– Lonato del Garda

Archaeological site “Lavagnone”

Excavations conducted in 1873 in the Polada area, on the border with Lonato, revealed a Bronze Age pile-dwelling station, from which the name Polada Culture originated. A contemporary settlement discovered in the Lavagnone area has become part of the UNESCO world heritage site.
The remains of the Roman villa that emerged near Borgo Regio, along the ancient Via Gallica, can be dated between the 2nd and 3rd centuries: in the best preserved parts of the floor, the depictions consist of hunting scenes, scenes of grape harvesting and fruit picking, and finally crosses depicting flowering branches starting from craters.
The Lavagnone basin, which extends between the municipalities of Desenzano and Lonato, is one of the many small lake basins that characterize the landscape of the morainic amphitheater of Garda.
Today, a small marshy area has survived from the ancient lake and still occupies the central part of the basin, while after the reclamation (carried out at the beginning of the 20th century) the lake bed was transformed into cultivated fields.
The first collections of archaeological materials on the site date back to the beginning of the 20th century but it was necessary to wait until the years 1958-61 for scientific investigations in the area. Since 1989 the University of Milan has conducted annual excavation campaigns.

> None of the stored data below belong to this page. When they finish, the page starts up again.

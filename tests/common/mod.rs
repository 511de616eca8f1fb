//! In-process stub service for integration tests.
//!
//! Speaks the real wire protocol (frames, acks, RPC) over the in-memory
//! pipe transport, so every test exercises the full stack on both sides.
//! Calls from the host are recorded as [`ServiceEvent`]s and answered
//! with canned success replies.

// Each test binary uses a different subset of these helpers.
#![allow(dead_code)]

use std::sync::Arc;
use std::time::Duration;

use async_trait::async_trait;
use serde_json::{json, Value};
use tokio::sync::mpsc;

use opshub::host::Connector;
use opshub::rpc::methods::{
    ActionResult, CloseTransaction, CloseTransactionInputs, HostAck, InitializeHostInputs,
    IoResponse, IoResponseCall, IoResponseInputs, IoResponseKind, PageLayout, RenderInstruction,
    SendIoCallInputs, SendLoadingCallInputs, SendLogInputs, SendPageInputs, SendRedirectInputs,
    StartTransaction, StartTransactionInputs, UserInfo,
};
use opshub::rpc::{DuplexRpc, RpcConfig, RpcResponder};
use opshub::socket::{MessageSocket, SocketConfig};
use opshub::ws::{self, Pipe, WireReader, WireWriter};
use opshub::Config;

/// Everything the host sent us, decoded.
#[derive(Debug)]
#[allow(dead_code)] // Not every test consumes every variant's fields.
pub enum ServiceEvent {
    Initialize(InitializeHostInputs),
    Declare(InitializeHostInputs),
    IoCall {
        transaction_id: String,
        raw: String,
        instruction: RenderInstruction,
    },
    Page {
        page_key: String,
        layout: PageLayout,
    },
    Loading(SendLoadingCallInputs),
    Log(SendLogInputs),
    Redirect(SendRedirectInputs),
    Complete {
        transaction_id: String,
        result: ActionResult,
    },
    Shutdown,
}

/// Connector that hands the service side of each dialed pipe to the test.
pub struct PipeConnector {
    tx: mpsc::UnboundedSender<Pipe>,
}

impl PipeConnector {
    pub fn new() -> (Self, mpsc::UnboundedReceiver<Pipe>) {
        let (tx, rx) = mpsc::unbounded_channel();
        (Self { tx }, rx)
    }
}

#[async_trait]
impl Connector for PipeConnector {
    async fn connect(
        &self,
        _endpoint: &str,
        _headers: &[(String, String)],
    ) -> anyhow::Result<(Box<dyn WireWriter>, Box<dyn WireReader>)> {
        let (host_end, service_end) = ws::pipe();
        self.tx
            .send(service_end)
            .map_err(|_| anyhow::anyhow!("stub service gone"))?;
        Ok((host_end.writer, host_end.reader))
    }
}

/// Records host calls and answers them with canned replies.
struct RecorderResponder {
    events: mpsc::UnboundedSender<ServiceEvent>,
}

#[async_trait]
impl RpcResponder for RecorderResponder {
    async fn respond(&self, method_name: &str, data: Value) -> Value {
        match method_name {
            "INITIALIZE_HOST" => {
                if let Ok(inputs) = serde_json::from_value::<InitializeHostInputs>(data) {
                    let _ = self.events.send(ServiceEvent::Initialize(inputs));
                }
                json!({
                    "type": "SUCCESS",
                    "environment": "production",
                    "organization": {"name": "Test Org", "slug": "test-org"},
                    "dashboardUrl": "https://dashboard.test/test-org",
                    "invalidSlugs": [],
                    "warnings": [],
                })
            }
            "DECLARE_HOST" => {
                if let Ok(inputs) = serde_json::from_value::<InitializeHostInputs>(data) {
                    let _ = self.events.send(ServiceEvent::Declare(inputs));
                }
                json!({"type": "SUCCESS", "invalidSlugs": []})
            }
            "SEND_IO_CALL" => {
                if let Ok(inputs) = serde_json::from_value::<SendIoCallInputs>(data) {
                    if let Ok(instruction) =
                        serde_json::from_str::<RenderInstruction>(&inputs.io_call)
                    {
                        let _ = self.events.send(ServiceEvent::IoCall {
                            transaction_id: inputs.transaction_id,
                            raw: inputs.io_call,
                            instruction,
                        });
                    }
                }
                json!(true)
            }
            "SEND_PAGE" => {
                if let Ok(inputs) = serde_json::from_value::<SendPageInputs>(data) {
                    if let Ok(layout) = serde_json::from_str::<PageLayout>(&inputs.page) {
                        let _ = self.events.send(ServiceEvent::Page {
                            page_key: inputs.page_key,
                            layout,
                        });
                    }
                }
                json!(true)
            }
            "SEND_LOADING_CALL" => {
                if let Ok(inputs) = serde_json::from_value::<SendLoadingCallInputs>(data) {
                    let _ = self.events.send(ServiceEvent::Loading(inputs));
                }
                json!(true)
            }
            "SEND_LOG" => {
                if let Ok(inputs) = serde_json::from_value::<SendLogInputs>(data) {
                    let _ = self.events.send(ServiceEvent::Log(inputs));
                }
                json!(true)
            }
            "SEND_REDIRECT" => {
                if let Ok(inputs) = serde_json::from_value::<SendRedirectInputs>(data) {
                    let _ = self.events.send(ServiceEvent::Redirect(inputs));
                }
                json!(true)
            }
            "MARK_TRANSACTION_COMPLETE" => {
                if let Ok(inputs) =
                    serde_json::from_value::<opshub::rpc::methods::MarkTransactionCompleteInputs>(
                        data,
                    )
                {
                    if let Ok(result) = serde_json::from_str::<ActionResult>(&inputs.result) {
                        let _ = self.events.send(ServiceEvent::Complete {
                            transaction_id: inputs.transaction_id,
                            result,
                        });
                    }
                }
                json!(true)
            }
            "BEGIN_HOST_SHUTDOWN" => {
                let _ = self.events.send(ServiceEvent::Shutdown);
                json!(true)
            }
            other => {
                panic!("stub service got unexpected method {other}");
            }
        }
    }
}

/// One accepted connection from the host.
pub struct ServiceConn {
    pub rpc: Arc<DuplexRpc>,
    pub socket: Arc<MessageSocket>,
    events: mpsc::UnboundedReceiver<ServiceEvent>,
}

impl ServiceConn {
    /// Accept the next connection the host dials.
    pub async fn accept(incoming: &mut mpsc::UnboundedReceiver<Pipe>) -> Self {
        let pipe = tokio::time::timeout(Duration::from_secs(5), incoming.recv())
            .await
            .expect("timed out waiting for the host to dial")
            .expect("connector dropped");

        let (socket, inbound_rx, _closed_rx) = MessageSocket::connect(
            pipe.writer,
            pipe.reader,
            SocketConfig {
                instance_id: "stub-service".to_string(),
                connect_timeout: Duration::from_secs(5),
                send_timeout: Duration::from_millis(500),
                ping_timeout: Duration::from_millis(500),
                retry_chunk_interval: Duration::from_millis(100),
                verbose_logs: false,
            },
        )
        .await
        .expect("service-side socket handshake failed");

        let (event_tx, event_rx) = mpsc::unbounded_channel();
        let rpc = DuplexRpc::new(
            Arc::clone(&socket),
            inbound_rx,
            Arc::new(RecorderResponder { events: event_tx }),
            RpcConfig {
                response_timeout: Duration::from_secs(5),
                verbose_logs: false,
            },
        );

        Self {
            rpc,
            socket,
            events: event_rx,
        }
    }

    /// Next event, failing the test after a bounded wait.
    pub async fn next_event(&mut self) -> ServiceEvent {
        tokio::time::timeout(Duration::from_secs(5), self.events.recv())
            .await
            .expect("timed out waiting for a service event")
            .expect("event stream ended")
    }

    /// Next render instruction, skipping unrelated events.
    pub async fn expect_io_call(&mut self) -> (String, String, RenderInstruction) {
        loop {
            if let ServiceEvent::IoCall {
                transaction_id,
                raw,
                instruction,
            } = self.next_event().await
            {
                return (transaction_id, raw, instruction);
            }
        }
    }

    /// Next completion report, skipping unrelated events.
    pub async fn expect_complete(&mut self) -> (String, ActionResult) {
        loop {
            if let ServiceEvent::Complete {
                transaction_id,
                result,
            } = self.next_event().await
            {
                return (transaction_id, result);
            }
        }
    }

    /// Next initialization announcement, skipping unrelated events.
    pub async fn expect_initialize(&mut self) -> InitializeHostInputs {
        loop {
            if let ServiceEvent::Initialize(inputs) = self.next_event().await {
                return inputs;
            }
        }
    }

    /// Dispatch a transaction to the host.
    pub async fn start_transaction(&self, transaction_id: &str, slug: &str) -> HostAck {
        self.start_transaction_with_params(transaction_id, slug, json!({}))
            .await
    }

    /// Dispatch a transaction with params.
    pub async fn start_transaction_with_params(
        &self,
        transaction_id: &str,
        slug: &str,
        params: Value,
    ) -> HostAck {
        self.rpc
            .call::<StartTransaction>(StartTransactionInputs {
                transaction_id: transaction_id.to_string(),
                action: opshub::rpc::methods::ActionInfo {
                    slug: slug.to_string(),
                    url: None,
                },
                environment: "production".to_string(),
                user: test_user(),
                params,
                params_meta: None,
                display_resolves_immediately: false,
            })
            .await
            .expect("START_TRANSACTION call failed")
    }

    /// Deliver a component response to the host.
    pub async fn send_io_response(
        &self,
        transaction_id: &str,
        generation: &str,
        kind: IoResponseKind,
        values: Vec<Value>,
        choice: Option<String>,
    ) -> HostAck {
        let body = IoResponse {
            id: generation.to_string(),
            transaction_id: transaction_id.to_string(),
            kind,
            values,
            choice,
        };
        self.rpc
            .call::<IoResponseCall>(IoResponseInputs {
                transaction_id: transaction_id.to_string(),
                value: serde_json::to_string(&body).expect("serializable response"),
            })
            .await
            .expect("IO_RESPONSE call failed")
    }

    /// Close a transaction from the service side.
    pub async fn close_transaction(&self, transaction_id: &str) -> HostAck {
        self.rpc
            .call::<CloseTransaction>(CloseTransactionInputs {
                transaction_id: transaction_id.to_string(),
            })
            .await
            .expect("CLOSE_TRANSACTION call failed")
    }

    /// Drop the connection, as if the network died.
    pub fn sever(&self) {
        self.socket.close();
    }
}

/// The invoking user every test transaction runs as.
pub fn test_user() -> UserInfo {
    UserInfo {
        email: "ada@example.com".to_string(),
        first_name: Some("Ada".to_string()),
        last_name: Some("Lovelace".to_string()),
        role: None,
        teams: vec![],
    }
}

/// Host config with test-friendly timings.
pub fn test_config() -> Config {
    let mut config = Config::default();
    config.api_key = "test-key".to_string();
    config.endpoint = "ws://stub.test/websocket".to_string();
    config.retry_interval = Duration::from_millis(100);
    config.ping_interval = Duration::from_secs(30);
    config.ping_timeout = Duration::from_millis(500);
    config.connect_timeout = Duration::from_secs(2);
    config.send_timeout = Duration::from_millis(500);
    config.retry_chunk_interval = Duration::from_millis(100);
    config.reinitialize_batch_timeout = Duration::from_millis(50);
    config.complete_http_request_delay = Duration::from_millis(50);
    config
}

/// Initialize env_logger once for a test binary.
#[allow(dead_code)]
pub fn init_logging() {
    let _ = env_logger::builder().is_test(true).try_init();
}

Lavagnone is one of the most important archaeological sites in northern Italy. The shores of this lake were inhabited starting from 6500 BC. from Mesolithic Castelnoviani groups and subsequently during the Neolithic; the best documented chronological phases, however, are those of the Bronze Age, when the basin was inhabited without interruption from the initial phases of the Ancient Bronze Age (end of the 3rd millennium) to the Recent Bronze Age (approximately 13th century BC).

The Lavagnone pile-dwelling is one of the 111 pile-dwelling settlements forming part of the transnational site “Prehistoric pile-dwelling sites of the Alpine arc” declared a World Heritage Site in 2011 by UNESCO.

In 1978, a plow was discovered in a peat layer, stuck between the poles of the pile-dwelling settlement dating back to an initial phase of the Polada culture (around 2000 BC). This is the oldest plow that has come down to us, made entirely of oak wood (the yoke is instead made of beech). It has been preserved in excellent conditions thanks to the characteristics of the archaeological deposit: the peat is in fact anaerobic and therefore does not allow the wood to decompose. Numerous other wooden artefacts from Lavagnone are on display at the Archaeological Museum of Desenzano del Garda.